◆ **Problem statement**
In the data beneath this task, how many lines contain "there"? Answer with the number only.

◆ **Data excerpts**
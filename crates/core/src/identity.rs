//! Bearer token validation for tokens issued by the identity service.
//!
//! Both the ordering API and the web front-end accept HS256-signed JWTs. The
//! `sub` claim identifies the buyer; profile claims are exposed through
//! [`UserProfileClaims`].

use jsonwebtoken::{Algorithm, DecodingKey, EncodingKey, Header, Validation, decode, encode};
use serde_json::{Map, Value};
use thiserror::Error;

use crate::types::UserProfileClaims;

/// Errors raised while validating a bearer token.
#[derive(Debug, Error)]
pub enum IdentityError {
    /// No `Authorization: Bearer` header on the request.
    #[error("missing bearer token")]
    MissingToken,

    /// Token failed signature, expiry, issuer or audience checks.
    #[error("invalid token: {0}")]
    InvalidToken(String),

    /// Token is valid but carries no subject.
    #[error("token has no subject claim")]
    MissingSubject,

    /// Signing or key handling failed on our side.
    #[error("token signing failed: {0}")]
    Signing(String),
}

/// Identity resolved from a validated token.
#[derive(Debug, Clone)]
pub struct VerifiedIdentity {
    /// The `sub` claim.
    pub subject: String,
    /// Profile claims carried by the token.
    pub profile: UserProfileClaims,
    /// The raw token, for forwarding to downstream services.
    pub token: String,
}

/// Validates bearer tokens against a shared signing secret.
#[derive(Clone)]
pub struct TokenValidator {
    key: DecodingKey,
    validation: Validation,
}

impl std::fmt::Debug for TokenValidator {
    fn fmt(&self, f: &mut std::fmt::Formatter<'_>) -> std::fmt::Result {
        f.debug_struct("TokenValidator")
            .field("key", &"[REDACTED]")
            .field("issuer", &self.validation.iss)
            .finish()
    }
}

impl TokenValidator {
    /// Create a validator for HS256 tokens.
    ///
    /// When `issuer` is given, tokens must carry a matching `iss` claim. The
    /// audience is not checked.
    #[must_use]
    pub fn new(secret: &[u8], issuer: Option<&str>) -> Self {
        let mut validation = Validation::new(Algorithm::HS256);
        validation.validate_aud = false;
        if let Some(issuer) = issuer {
            validation.set_issuer(&[issuer]);
        }
        Self {
            key: DecodingKey::from_secret(secret),
            validation,
        }
    }

    /// Validate a raw token.
    ///
    /// # Errors
    ///
    /// Returns `IdentityError::InvalidToken` for malformed, expired or
    /// wrongly signed tokens, and `IdentityError::MissingSubject` when the
    /// token has no `sub` claim.
    pub fn verify(&self, token: &str) -> Result<VerifiedIdentity, IdentityError> {
        let data = decode::<Map<String, Value>>(token, &self.key, &self.validation)
            .map_err(|e| IdentityError::InvalidToken(e.to_string()))?;

        let subject = data
            .claims
            .get("sub")
            .and_then(Value::as_str)
            .filter(|s| !s.is_empty())
            .ok_or(IdentityError::MissingSubject)?
            .to_owned();

        Ok(VerifiedIdentity {
            subject,
            profile: UserProfileClaims::from_json(&data.claims),
            token: token.to_owned(),
        })
    }

    /// Validate the value of an `Authorization` header.
    ///
    /// # Errors
    ///
    /// Returns `IdentityError::MissingToken` if the header is absent or not a
    /// bearer credential, otherwise the errors of [`Self::verify`].
    pub fn verify_header(&self, header: Option<&str>) -> Result<VerifiedIdentity, IdentityError> {
        let token = header
            .and_then(bearer_token)
            .ok_or(IdentityError::MissingToken)?;
        self.verify(token)
    }
}

/// Extract the token from a `Bearer <token>` header value.
#[must_use]
pub fn bearer_token(header: &str) -> Option<&str> {
    let (scheme, token) = header.split_once(' ')?;
    let token = token.trim();
    (scheme.eq_ignore_ascii_case("bearer") && !token.is_empty()).then_some(token)
}

/// Sign a claim set with the shared secret.
///
/// Used by local tooling and tests; production tokens come from the identity
/// service.
///
/// # Errors
///
/// Returns `IdentityError::Signing` if the claims cannot be encoded.
pub fn sign_claims(claims: &Value, secret: &[u8]) -> Result<String, IdentityError> {
    encode(
        &Header::new(Algorithm::HS256),
        claims,
        &EncodingKey::from_secret(secret),
    )
    .map_err(|e| IdentityError::Signing(e.to_string()))
}
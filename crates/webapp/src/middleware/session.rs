//! Session middleware configuration.
//!
//! Cookie sessions backed by an in-memory store. The session only carries
//! the id of the browser's chat; chat state itself lives in
//! [`crate::chatbot::ChatSessions`].

use tower_sessions::{Expiry, MemoryStore, SessionManagerLayer};

use crate::config::WebAppConfig;

/// Session cookie name.
pub const SESSION_COOKIE_NAME: &str = "eshop_webapp_session";

/// Session key holding the chat id.
pub const CHAT_ID_KEY: &str = "chat_id";

/// Session key for the subject the chat was started for.
pub const CHAT_OWNER_KEY: &str = "chat_owner";

/// Session expiry time in seconds (24 hours).
const SESSION_EXPIRY_SECONDS: i64 = 24 * 60 * 60;

/// Create the session layer.
#[must_use]
pub fn create_session_layer(config: &WebAppConfig) -> SessionManagerLayer<MemoryStore> {
    session_layer(config.is_secure())
}

/// Session layer with the given cookie security.
#[must_use]
pub fn session_layer(secure: bool) -> SessionManagerLayer<MemoryStore> {
    SessionManagerLayer::new(MemoryStore::default())
        .with_name(SESSION_COOKIE_NAME)
        .with_expiry(Expiry::OnInactivity(
            tower_sessions::cookie::time::Duration::seconds(SESSION_EXPIRY_SECONDS),
        ))
        .with_secure(secure)
        .with_same_site(tower_sessions::cookie::SameSite::Lax)
        .with_http_only(true)
        .with_path("/")
}
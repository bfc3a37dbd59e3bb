//! HTTP route handlers for the ordering API.
//!
//! # Route Structure
//!
//! ```text
//! GET  /health                      - Liveness check
//! GET  /health/ready                - Readiness check (database round trip)
//!
//! # Orders (bearer token required)
//! GET  /api/v1/orders/              - Orders of the current user
//! GET  /api/v1/orders/cardtypes     - Card types
//! GET  /api/v1/orders/{orderId}     - Single order (404 on any failure)
//! ```

pub mod orders;

use axum::{Router, extract::State, http::StatusCode, routing::get};

use crate::state::AppState;

/// Base path of the orders API.
pub const ORDERS_BASE_PATH: &str = "/api/v1/orders";

/// Orders API routes.
pub fn order_routes() -> Router<AppState> {
    Router::new()
        .route(ORDERS_BASE_PATH, get(orders::get_orders_by_user))
        .route("/api/v1/orders/", get(orders::get_orders_by_user))
        .route("/api/v1/orders/cardtypes", get(orders::get_card_types))
        .route("/api/v1/orders/{order_id}", get(orders::get_order))
}

/// Build the complete application router.
pub fn routes() -> Router<AppState> {
    Router::new()
        .route("/health", get(health))
        .route("/health/ready", get(readiness))
        .merge(order_routes())
}

/// Liveness health check endpoint.
///
/// Returns "ok" if the server is running. Does not check dependencies.
async fn health() -> &'static str {
    "ok"
}

/// Readiness health check endpoint.
///
/// Returns 503 Service Unavailable if the ordering store is not reachable.
async fn readiness(State(state): State<AppState>) -> StatusCode {
    match state.queries().ping().await {
        Ok(()) => StatusCode::OK,
        Err(e) => {
            tracing::warn!(error = %e, "Readiness check failed");
            StatusCode::SERVICE_UNAVAILABLE
        }
    }
}
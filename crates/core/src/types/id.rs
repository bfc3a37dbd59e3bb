//! Newtype IDs for type-safe entity references.
//!
//! Use the `define_id!` macro to create type-safe ID wrappers that prevent
//! accidentally mixing IDs from different entity types.

/// Macro to define a type-safe ID wrapper.
///
/// Creates a newtype wrapper around `i32` with:
/// - `Serialize`/`Deserialize` with `#[serde(transparent)]`
/// - `Debug`, `Clone`, `Copy`, `PartialEq`, `Eq`, `Hash`
/// - Conversion methods: `new()`, `as_i32()`
/// - `From<i32>`, `Into<i32>` and `FromStr` implementations
/// - `sqlx` `Type`, `Encode`, and `Decode` implementations (with `postgres` feature)
///
/// # Example
///
/// ```rust
/// # use eshop_core::define_id;
/// define_id!(BuyerId);
/// define_id!(PaymentMethodId);
///
/// let buyer_id = BuyerId::new(1);
/// let payment_id: PaymentMethodId = "7".parse().unwrap();
///
/// // These are different types, so this won't compile:
/// // let _: BuyerId = payment_id;
/// ```
#[macro_export]
macro_rules! define_id {
    ($name:ident) => {
        #[derive(
            Debug,
            Clone,
            Copy,
            PartialEq,
            Eq,
            Hash,
            PartialOrd,
            Ord,
            ::serde::Serialize,
            ::serde::Deserialize
        )]
        #[serde(transparent)]
        pub struct $name(i32);

        impl $name {
            /// Create a new ID from an i32 value.
            #[must_use]
            pub const fn new(id: i32) -> Self {
                Self(id)
            }

            /// Get the underlying i32 value.
            #[must_use]
            pub const fn as_i32(&self) -> i32 {
                self.0
            }
        }

        impl ::core::fmt::Display for $name {
            fn fmt(&self, f: &mut ::core::fmt::Formatter<'_>) -> ::core::fmt::Result {
                write!(f, "{}", self.0)
            }
        }

        impl ::core::str::FromStr for $name {
            type Err = ::core::num::ParseIntError;

            fn from_str(s: &str) -> ::core::result::Result<Self, Self::Err> {
                s.parse::<i32>().map(Self)
            }
        }

        impl From<i32> for $name {
            fn from(id: i32) -> Self {
                Self(id)
            }
        }

        impl From<$name> for i32 {
            fn from(id: $name) -> Self {
                id.0
            }
        }

        #[cfg(feature = "postgres")]
        impl ::sqlx::Type<::sqlx::Postgres> for $name {
            fn type_info() -> ::sqlx::postgres::PgTypeInfo {
                <i32 as ::sqlx::Type<::sqlx::Postgres>>::type_info()
            }

            fn compatible(ty: &::sqlx::postgres::PgTypeInfo) -> bool {
                <i32 as ::sqlx::Type<::sqlx::Postgres>>::compatible(ty)
            }
        }

        #[cfg(feature = "postgres")]
        impl<'r> ::sqlx::Decode<'r, ::sqlx::Postgres> for $name {
            fn decode(
                value: ::sqlx::postgres::PgValueRef<'r>,
            ) -> ::core::result::Result<Self, ::sqlx::error::BoxDynError> {
                let id = <i32 as ::sqlx::Decode<::sqlx::Postgres>>::decode(value)?;
                Ok(Self(id))
            }
        }

        #[cfg(feature = "postgres")]
        impl ::sqlx::Encode<'_, ::sqlx::Postgres> for $name {
            fn encode_by_ref(
                &self,
                buf: &mut ::sqlx::postgres::PgArgumentBuffer,
            ) -> ::std::result::Result<::sqlx::encode::IsNull, ::sqlx::error::BoxDynError> {
                <i32 as ::sqlx::Encode<::sqlx::Postgres>>::encode_by_ref(&self.0, buf)
            }
        }
    };
}

// Ordering entity IDs
define_id!(OrderId);
define_id!(CardTypeId);
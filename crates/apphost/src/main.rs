//! eShop AppHost CLI - publishes the deployment manifest.
//!
//! # Usage
//!
//! ```bash
//! # JSON manifest on stdout
//! eshop-apphost manifest
//!
//! # YAML manifest with an Azure OpenAI account, written to a file
//! eshop-apphost manifest --format yaml --use-openai -o manifest.yaml
//!
//! # Use an existing OpenAI account instead
//! ConnectionStrings__openai="Key=..." eshop-apphost manifest --use-openai
//! ```

#![cfg_attr(not(test), forbid(unsafe_code))]

use std::io::Write;
use std::path::PathBuf;

use clap::{Parser, Subcommand};

use eshop_apphost::topology::USE_HTTP_ENDPOINTS_ENV;
use eshop_apphost::{EshopOptions, ManifestFormat, OpenAiSource, eshop, should_use_http_endpoints};

#[derive(Parser)]
#[command(name = "eshop-apphost")]
#[command(author, version, about = "eShop distributed application host")]
struct Cli {
    #[command(subcommand)]
    command: Commands,
}

#[derive(Subcommand)]
enum Commands {
    /// Build the application model and publish its manifest
    Manifest {
        /// Output format (`json` or `yaml`)
        #[arg(short, long, default_value = "json")]
        format: ManifestFormat,

        /// Wire an `OpenAI` account into the web app
        #[arg(long)]
        use_openai: bool,

        /// Existing `OpenAI` connection string; without it an Azure account
        /// is provisioned
        #[arg(long, env = "ConnectionStrings__openai", hide_env_values = true)]
        openai_connection_string: Option<String>,

        /// Write the manifest to a file instead of stdout
        #[arg(short, long)]
        output: Option<PathBuf>,
    },
}

fn main() {
    dotenvy::dotenv().ok();

    // Logs go to stderr; stdout carries the manifest
    tracing_subscriber::fmt()
        .with_env_filter(
            tracing_subscriber::EnvFilter::try_from_default_env()
                .unwrap_or_else(|_| "eshop_apphost=info".into()),
        )
        .with_writer(std::io::stderr)
        .init();

    let cli = Cli::parse();

    if let Err(e) = run(cli) {
        tracing::error!("Command failed: {e}");
        std::process::exit(1);
    }
}

fn run(cli: Cli) -> Result<(), Box<dyn std::error::Error>> {
    match cli.command {
        Commands::Manifest {
            format,
            use_openai,
            openai_connection_string,
            output,
        } => {
            let options = EshopOptions {
                use_http_endpoints: should_use_http_endpoints(
                    std::env::var(USE_HTTP_ENDPOINTS_ENV).ok().as_deref(),
                ),
                openai: use_openai.then(|| {
                    if openai_connection_string.is_some() {
                        OpenAiSource::ConnectionString
                    } else {
                        OpenAiSource::Azure
                    }
                }),
            };

            let rendered = eshop(options)?.render(format)?;

            match output {
                Some(path) => {
                    std::fs::write(&path, rendered)?;
                    tracing::info!(path = %path.display(), "Manifest written");
                }
                None => {
                    let mut stdout = std::io::stdout().lock();
                    stdout.write_all(rendered.as_bytes())?;
                    stdout.write_all(b"\n")?;
                }
            }
        }
    }
    Ok(())
}
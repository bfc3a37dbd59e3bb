//! Errors raised while building or publishing the application model.

use thiserror::Error;

/// Errors that can occur when building the application model.
#[derive(Debug, Error)]
pub enum AppHostError {
    /// Two resources were declared with the same name.
    #[error("resource '{0}' is declared more than once")]
    DuplicateResource(String),

    /// Resource names are lowercase ASCII letters, digits and hyphens,
    /// starting with a letter.
    #[error("invalid resource name '{0}'")]
    InvalidName(String),

    /// A wiring step names a resource that was never declared.
    #[error("'{referenced_by}' references unknown resource '{name}'")]
    UnknownResource { referenced_by: String, name: String },

    /// An endpoint reference names an endpoint the resource does not expose.
    #[error("'{referenced_by}' references unknown endpoint '{resource}.{endpoint}'")]
    UnknownEndpoint {
        referenced_by: String,
        resource: String,
        endpoint: String,
    },

    /// A connection string was requested from a resource that has none.
    #[error("resource '{0}' does not expose a connection string")]
    NoConnectionString(String),

    /// The wiring step only applies to runnable resources.
    #[error("resource '{0}' cannot carry environment or endpoints")]
    NotRunnable(String),

    #[error("failed to serialize manifest as JSON: {0}")]
    Json(#[from] serde_json::Error),

    #[error("failed to serialize manifest as YAML: {0}")]
    Yaml(#[from] serde_yaml::Error),
}
//! Chat session state machine.
//!
//! A session alternates between awaiting user input and awaiting a
//! completion. Each user turn costs exactly one provider round trip (plus
//! whatever bounded tool calls the provider makes), and provider failures
//! never escape: they become a fixed apology turn.

use std::sync::Arc;

use askama::Template;
use serde::Serialize;
use tracing::{debug, error, instrument};

use eshop_core::UserProfileClaims;

use crate::ai::{ChatTurn, CompletionProvider, CompletionRequest, ToolCallBehavior, ToolRegistry};

use super::transcript::Transcript;
use super::user_info::UserInfoTool;

/// Store the concierge represents.
pub const STORE_NAME: &str = "Northern Mountains";

/// First assistant turn of every session.
pub const GREETING: &str = "Hi! I'm the Northern Mountains Concierge. How can I help?";

/// Assistant turn appended when the provider fails.
pub const APOLOGY: &str = "My apologies, but I encountered an unexpected error.";

/// System prompt template for the concierge.
#[derive(Template)]
#[template(path = "chatbot/system_prompt.txt")]
struct SystemPromptTemplate<'a> {
    store_name: &'a str,
}

/// Render the system prompt template.
#[must_use]
pub fn system_prompt() -> String {
    SystemPromptTemplate {
        store_name: STORE_NAME,
    }
    .render()
    .unwrap_or_else(|_| format!("You are a customer service agent for {STORE_NAME}."))
}

/// Where the session is in its turn cycle.
#[derive(Debug, Clone, Copy, PartialEq, Eq, Serialize)]
#[serde(rename_all = "snake_case")]
pub enum ChatPhase {
    AwaitingInput,
    AwaitingCompletion,
}

/// One user's conversation with the concierge.
///
/// Not safe for overlapping submissions on its own; callers share it behind
/// an async mutex (see [`super::ChatSessions`]).
pub struct ChatState {
    provider: Arc<dyn CompletionProvider>,
    tools: ToolRegistry,
    behavior: ToolCallBehavior,
    transcript: Transcript,
    phase: ChatPhase,
}

impl std::fmt::Debug for ChatState {
    fn fmt(&self, f: &mut std::fmt::Formatter<'_>) -> std::fmt::Result {
        f.debug_struct("ChatState")
            .field("model", &self.provider.model())
            .field("tools", &self.tools)
            .field("turns", &self.transcript.len())
            .field("phase", &self.phase)
            .finish()
    }
}

impl ChatState {
    /// Start a session: system instruction, then the greeting.
    ///
    /// The user's profile claims are captured now and served to the model
    /// through the `get_user_info` tool.
    #[must_use]
    pub fn start(provider: Arc<dyn CompletionProvider>, profile: UserProfileClaims) -> Self {
        debug!(model = provider.model(), "Starting chat session");

        let mut tools = ToolRegistry::new();
        tools.register(Arc::new(UserInfoTool::new(profile)));

        let mut transcript = Transcript::new(system_prompt());
        transcript.push(ChatTurn::assistant(GREETING));

        Self {
            provider,
            tools,
            behavior: ToolCallBehavior::auto_invoke(),
            transcript,
            phase: ChatPhase::AwaitingInput,
        }
    }

    /// Override how the provider may use tools.
    #[must_use]
    pub fn with_tool_behavior(mut self, behavior: ToolCallBehavior) -> Self {
        self.behavior = behavior;
        self
    }

    #[must_use]
    pub const fn transcript(&self) -> &Transcript {
        &self.transcript
    }

    #[must_use]
    pub const fn phase(&self) -> ChatPhase {
        self.phase
    }

    #[must_use]
    pub const fn tools(&self) -> &ToolRegistry {
        &self.tools
    }

    /// Run one user turn.
    ///
    /// Appends the user turn and calls `on_change`, asks the provider for a
    /// reply, appends it (or [`APOLOGY`] on failure), then calls `on_change`
    /// again. A blank reply appends nothing. Never fails.
    #[instrument(skip_all, fields(turns = self.transcript.len()))]
    pub async fn submit_user_message<F>(&mut self, text: &str, mut on_change: F)
    where
        F: FnMut(&Self) + Send,
    {
        self.transcript.push(ChatTurn::user(text));
        self.phase = ChatPhase::AwaitingCompletion;
        on_change(self);

        let request = CompletionRequest {
            turns: self.transcript.turns(),
            tools: &self.tools,
            behavior: self.behavior,
        };

        match self.provider.complete(request).await {
            Ok(reply) if reply.trim().is_empty() => {
                debug!("Completion provider returned a blank reply");
            }
            Ok(reply) => self.transcript.push(ChatTurn::assistant(reply)),
            Err(e) => {
                error!(error = %e, "Error getting chat completion");
                self.transcript.push(ChatTurn::assistant(APOLOGY));
            }
        }

        self.phase = ChatPhase::AwaitingInput;
        on_change(self);
    }
}
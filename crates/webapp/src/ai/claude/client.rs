//! Claude API client for chat interactions.
//!
//! Non-streaming access to the Anthropic Messages API, plus the
//! [`CompletionProvider`] implementation that runs the tool use loop.

use std::sync::Arc;

use async_trait::async_trait;
use reqwest::header::{CONTENT_TYPE, HeaderMap, HeaderValue, RETRY_AFTER};
use secrecy::ExposeSecret;
use tracing::{debug, instrument};

use eshop_core::ChatRole;

use crate::ai::{ChatTurn, CompletionError, CompletionProvider, CompletionRequest};
use crate::config::ClaudeConfig;

use super::error::ClaudeError;
use super::types::{ChatRequest, ChatResponse, ContentBlock, Message, MessageContent, Tool};

/// Default Messages API endpoint.
pub const ANTHROPIC_API_URL: &str = "https://api.anthropic.com/v1/messages";
const ANTHROPIC_VERSION: &str = "2023-06-01";
const DEFAULT_MAX_TOKENS: u32 = 1024;

/// Claude API client.
///
/// Cheaply cloneable; the underlying HTTP client is shared.
#[derive(Clone)]
pub struct ClaudeClient {
    inner: Arc<ClaudeClientInner>,
}

struct ClaudeClientInner {
    client: reqwest::Client,
    model: String,
    api_url: String,
}

impl ClaudeClient {
    /// Create a new Claude client.
    ///
    /// # Errors
    ///
    /// Returns `ClaudeError::Config` if the API key contains invalid header
    /// characters or the HTTP client cannot be built.
    pub fn new(config: &ClaudeConfig) -> Result<Self, ClaudeError> {
        let api_key = HeaderValue::from_str(config.api_key.expose_secret())
            .map_err(|_| ClaudeError::Config("API key is not a valid header value".to_string()))?;

        let mut headers = HeaderMap::new();
        headers.insert(CONTENT_TYPE, HeaderValue::from_static("application/json"));
        headers.insert("x-api-key", api_key);
        headers.insert(
            "anthropic-version",
            HeaderValue::from_static(ANTHROPIC_VERSION),
        );

        let client = reqwest::Client::builder()
            .default_headers(headers)
            .build()
            .map_err(|e| ClaudeError::Config(e.to_string()))?;

        Ok(Self {
            inner: Arc::new(ClaudeClientInner {
                client,
                model: config.model.clone(),
                api_url: config.api_url.clone(),
            }),
        })
    }

    /// Send a chat request and get a complete response.
    ///
    /// # Errors
    ///
    /// Returns an error if the API request fails or returns an error response.
    #[instrument(skip(self, messages, system, tools), fields(model = %self.inner.model))]
    pub async fn chat(
        &self,
        messages: Vec<Message>,
        system: Option<String>,
        tools: Option<Vec<Tool>>,
    ) -> Result<ChatResponse, ClaudeError> {
        let request = ChatRequest {
            model: self.inner.model.clone(),
            max_tokens: DEFAULT_MAX_TOKENS,
            messages,
            system,
            tools,
        };

        let response = self
            .inner
            .client
            .post(&self.inner.api_url)
            .json(&request)
            .send()
            .await?;

        let status = response.status();
        if status.is_success() {
            let body = response.text().await?;
            serde_json::from_str(&body)
                .map_err(|e| ClaudeError::Parse(format!("Failed to parse response: {e}")))
        } else {
            Err(error_from_status(status, response).await)
        }
    }
}

#[async_trait]
impl CompletionProvider for ClaudeClient {
    fn model(&self) -> &str {
        &self.inner.model
    }

    async fn complete(&self, request: CompletionRequest<'_>) -> Result<String, CompletionError> {
        let (system, mut messages) = to_claude_messages(request.turns);
        let tools: Option<Vec<Tool>> = (request.behavior.offers_tools()
            && !request.tools.is_empty())
        .then(|| request.tools.definitions().into_iter().map(Into::into).collect());

        for iteration in 1..=request.behavior.max_iterations() {
            let response = self
                .chat(messages.clone(), system.clone(), tools.clone())
                .await?;

            debug!(
                iteration,
                stop_reason = ?response.stop_reason,
                content_blocks = response.content.len(),
                output_tokens = response.usage.output_tokens,
                "Claude response received"
            );

            if tools.is_none() || !response.wants_tools() {
                return Ok(response.text());
            }

            let mut tool_results = Vec::new();
            for block in &response.content {
                if let ContentBlock::ToolUse { id, name, input } = block {
                    let (content, is_error) = request.tools.invoke_for_model(name, input).await;
                    tool_results.push(ContentBlock::ToolResult {
                        tool_use_id: id.clone(),
                        content,
                        is_error: Some(is_error),
                    });
                }
            }

            messages.push(Message::blocks("assistant", response.content));
            messages.push(Message::blocks("user", tool_results));
        }

        tracing::warn!("Too many tool iterations, stopping");
        Err(CompletionError::TooManyToolIterations)
    }
}

/// Build a `ClaudeError` from a non-success response.
async fn error_from_status(status: reqwest::StatusCode, response: reqwest::Response) -> ClaudeError {
    let retry_after = response
        .headers()
        .get(RETRY_AFTER)
        .and_then(|v| v.to_str().ok())
        .map(str::to_string);

    match response.text().await {
        Ok(body) => ClaudeError::from_status(status.as_u16(), retry_after.as_deref(), &body),
        Err(e) => ClaudeError::Http(e),
    }
}

/// Split a transcript into the system prompt and Messages API turns.
///
/// The Messages API wants the conversation to open with a user turn, so
/// assistant turns before the first user turn (the fixed greeting) are not
/// sent. Consecutive turns with the same role are merged.
fn to_claude_messages(turns: &[ChatTurn]) -> (Option<String>, Vec<Message>) {
    let system: Vec<&str> = turns
        .iter()
        .filter(|t| t.role == ChatRole::System)
        .map(|t| t.content.as_str())
        .collect();
    let system = (!system.is_empty()).then(|| system.join("\n\n"));

    let mut messages: Vec<Message> = Vec::new();
    for turn in turns.iter().filter(|t| t.role != ChatRole::System) {
        let role = match turn.role {
            ChatRole::User => "user",
            _ => "assistant",
        };
        if messages.is_empty() && role == "assistant" {
            continue;
        }

        if let Some(last) = messages.last_mut()
            && last.role == role
            && let MessageContent::Text(text) = &mut last.content
        {
            text.push_str("\n\n");
            text.push_str(&turn.content);
            continue;
        }
        messages.push(Message::text(role, turn.content.clone()));
    }

    (system, messages)
}

#[cfg(test)]
mod tests {
    use super::*;

    fn text_of(message: &Message) -> &str {
        match &message.content {
            MessageContent::Text(text) => text,
            MessageContent::Blocks(_) => panic!("expected text content"),
        }
    }

    #[test]
    fn test_to_claude_messages_splits_system_and_skips_greeting() {
        let turns = [
            ChatTurn::system("You are a concierge."),
            ChatTurn::assistant("Hi! How can I help?"),
            ChatTurn::user("Do you sell skis?"),
        ];

        let (system, messages) = to_claude_messages(&turns);
        assert_eq!(system.as_deref(), Some("You are a concierge."));
        assert_eq!(messages.len(), 1);
        assert_eq!(messages[0].role, "user");
        assert_eq!(text_of(&messages[0]), "Do you sell skis?");
    }

    #[test]
    fn test_to_claude_messages_merges_same_role_runs() {
        let turns = [
            ChatTurn::user("Hello"),
            ChatTurn::user("Anyone there?"),
            ChatTurn::assistant("Yes!"),
        ];

        let (system, messages) = to_claude_messages(&turns);
        assert!(system.is_none());
        assert_eq!(messages.len(), 2);
        assert_eq!(text_of(&messages[0]), "Hello\n\nAnyone there?");
        assert_eq!(messages[1].role, "assistant");
    }

    #[tokio::test]
    async fn test_rate_limited_response_reads_retry_after() {
        use secrecy::SecretString;
        use wiremock::matchers::method;
        use wiremock::{Mock, MockServer, ResponseTemplate};

        let server = MockServer::start().await;
        Mock::given(method("POST"))
            .respond_with(
                ResponseTemplate::new(429)
                    .insert_header("retry-after", "12")
                    .set_body_json(serde_json::json!({
                        "type": "error",
                        "error": {"type": "rate_limit_error", "message": "Slow down"}
                    })),
            )
            .mount(&server)
            .await;

        let client = ClaudeClient::new(&ClaudeConfig {
            api_key: SecretString::from("sk-ant-test-key"),
            model: "claude-test".to_string(),
            api_url: format!("{}/v1/messages", server.uri()),
        })
        .expect("client");

        let err = client
            .chat(vec![Message::text("user", "hi".to_string())], None, None)
            .await
            .expect_err("rate limited");
        assert!(matches!(err, ClaudeError::RateLimited(12)));
    }

    #[test]
    fn test_claude_client_is_send_sync() {
        fn assert_send_sync<T: Send + Sync + Clone>() {}
        assert_send_sync::<ClaudeClient>();
    }
}
//! HTTP route handlers for the web app.
//!
//! # Route Structure
//!
//! ```text
//! GET    /health                   - Liveness check
//!
//! # Chat concierge (bearer token required)
//! GET    /chat                     - Current transcript (starts a chat on first use)
//! POST   /chat/messages            - Send a message, returns the transcript
//! POST   /chat/messages/stream     - Send a message, streams transcript updates (SSE)
//! DELETE /chat                     - Discard the chat
//!
//! # Orders (bearer token required)
//! GET    /user/orders              - Signed-in user's orders
//! ```

pub mod chat;
pub mod orders;

use axum::{Router, routing::get};

use crate::state::AppState;

/// Build the complete application router.
pub fn routes() -> Router<AppState> {
    Router::new()
        .route("/health", get(health))
        .merge(chat::router())
        .merge(orders::router())
}

/// Liveness health check endpoint.
async fn health() -> &'static str {
    "ok"
}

◆ **Exercise solution**
2